When insuring your car, you may be asked if you have any illness or disability, many people answer no as they are worried that their premiums will go up, but this is not the case insurances companies are not allowed to do this due to the Disabled Persons Act 1995.
If your journey is essential then consider other forms of transport or ask someone to take you instead. I cannot
comment on facilities in each individual area, but I can tell you what is available where I live. I am sure that facilities in most areas will be similar unless you live somewhere really isolated.
Most places have a reasonable bus service and you should be able to contact the local service to ask about timetables and where the buses stop. Some buses are adapted for wheelchair use, but not all so again you need to ask the local company. In my area we have a bus service every 20 minutes, which stops on the main road about 200 yards away, but I often find it a struggle even get to the bus stop and then there is usually a walk when I get off the bus too. If you get higher rate DLA and some other benefits you may be able to apply for a disabled persons concessionary bus pass.
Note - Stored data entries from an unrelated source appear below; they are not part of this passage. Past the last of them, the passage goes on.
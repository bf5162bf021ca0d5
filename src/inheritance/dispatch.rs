//! Pattern 2: Overriding vs shadowing
//! Example: Trait methods, default bodies and methods that never dispatch
//!
//! Run with: cargo run --bin inheritance_02_dispatch
//!
//! `non_virtual_method` is an inherent method on `dyn Base`. It is not in the
//! trait's vtable, so through a `dyn Base` handle the base body always runs, and
//! code outside this crate cannot add or replace it:
//!
//! ```compile_fail
//! use oop_concepts::inheritance::dispatch::Base;
//!
//! impl dyn Base {
//!     fn non_virtual_method(&self) -> &'static str {
//!         "mine"
//!     }
//! }
//! ```

use std::io::{self, Write};

use crate::console::Console;

pub trait Base {
    fn method1(&self) -> &'static str {
        "Base::method1 (default)"
    }

    fn method2(&self) -> &'static str;
}

impl dyn Base + '_ {
    pub fn non_virtual_method(&self) -> &'static str {
        "Base::non_virtual_method (not in the vtable)"
    }
}

/// Only supplies the required method and keeps the default `method1`.
#[derive(Debug, Clone, Copy, Default)]
pub struct Plain;

impl Base for Plain {
    fn method2(&self) -> &'static str {
        "Plain::method2 (implemented)"
    }
}

#[derive(Debug, Clone, Copy, Default)]
pub struct Derived;

impl Base for Derived {
    fn method1(&self) -> &'static str {
        "Derived::method1 (overridden)"
    }

    fn method2(&self) -> &'static str {
        "Derived::method2 (implemented)"
    }
}

impl Derived {
    /// Same name as the `dyn Base` method; only wins when called on a `Derived`.
    pub fn non_virtual_method(&self) -> &'static str {
        "Derived::non_virtual_method (shadows, not overrides)"
    }
}

/// A second level, built by holding a `Derived` instead of extending it.
#[derive(Debug, Clone, Copy, Default)]
pub struct FurtherDerived {
    parent: Derived,
}

impl FurtherDerived {
    pub fn parent(&self) -> &Derived {
        &self.parent
    }

    pub fn non_virtual_method(&self) -> &'static str {
        self.parent.non_virtual_method()
    }
}

impl Base for FurtherDerived {
    fn method1(&self) -> &'static str {
        "FurtherDerived::method1"
    }

    fn method2(&self) -> &'static str {
        "FurtherDerived::method2"
    }
}

pub fn demo<W: Write>(console: &mut Console<W>) -> io::Result<()> {
    let base: Box<dyn Base> = Box::new(Derived);

    console.heading("Trait object calls")?;
    console.line(base.method1())?;
    console.line(base.method2())?;
    console.line(base.non_virtual_method())?;

    console.blank()?;
    console.heading("Direct object calls")?;
    let derived = Derived;
    console.line(derived.method1())?;
    console.line(derived.method2())?;
    console.line(derived.non_virtual_method())?;

    console.blank()?;
    console.heading("Multiple levels")?;
    let further = FurtherDerived::default();
    let ptr: &dyn Base = &further;
    console.line(ptr.method1())?;
    console.line(ptr.method2())?;
    console.line(ptr.non_virtual_method())?;
    console.line(further.non_virtual_method())?;
    console.line(further.parent().method1())?;

    console.blank()?;
    console.heading("Default implementations")?;
    let plain: &dyn Base = &Plain;
    console.line(plain.method1())?;
    console.line(plain.method2())
}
Taxis are the easiest form of transport to use as they take you door to door, but it can prove expensive. In our area we have several local taxi firms and they often push business cards through the door, so we have the numbers pinned up next to the phone. If you do not know any local firms try looking in yellow pages or on www.yell.co.uk. Some companies get quite busy so it is best to book in advance, but it is not always necessary. Many supermarkets have telephones direct to the local taxi firm or have taxi ranks outside. Bus stations and rail station usually have taxi ranks too. Some taxis are adapted to take wheelchairs, but this service usually has to be booked in advance and is usually black cabs rather than the local private hire company.
If you are going on a longer journey or have a local rail station, then the train maybe a good option. Where I live we have a lot of local rail stations for trains that go into the city centre. At larger stations there are porters to help with luggage and wheelchairs if needed. Train timetables can be obtained from you local station, or at www.thetrainline.com. If you get higher rate
DLA or SDA you can apply for a disabled persons railcard, which costs £14 a year and gives you 1/3 off fares. If you book tickets more than a week in advance you usually get cheaper fares. Trains are comfortable and have toilets and often refreshments. Travelling by train is not as restrictive as other forms of transport as you can move around to relieve pain and stiffness.
National Express www.gobycoach.com/ run a coach service throughout the country and serve most towns and cities. Fares are cheaper than the train, but journeys take longer. If you are under 25, a student or over 50 you can get a discount coach card for about £9 a year. If you book your journey more than a week in advance the fares are cheaper than booking at short notice. It is advisable to book as some of the coaches get very busy and you may be disappointed if you turn up and try to get a ticket on the day.
I hope that I have covered all the information that you might want about getting around with M.E.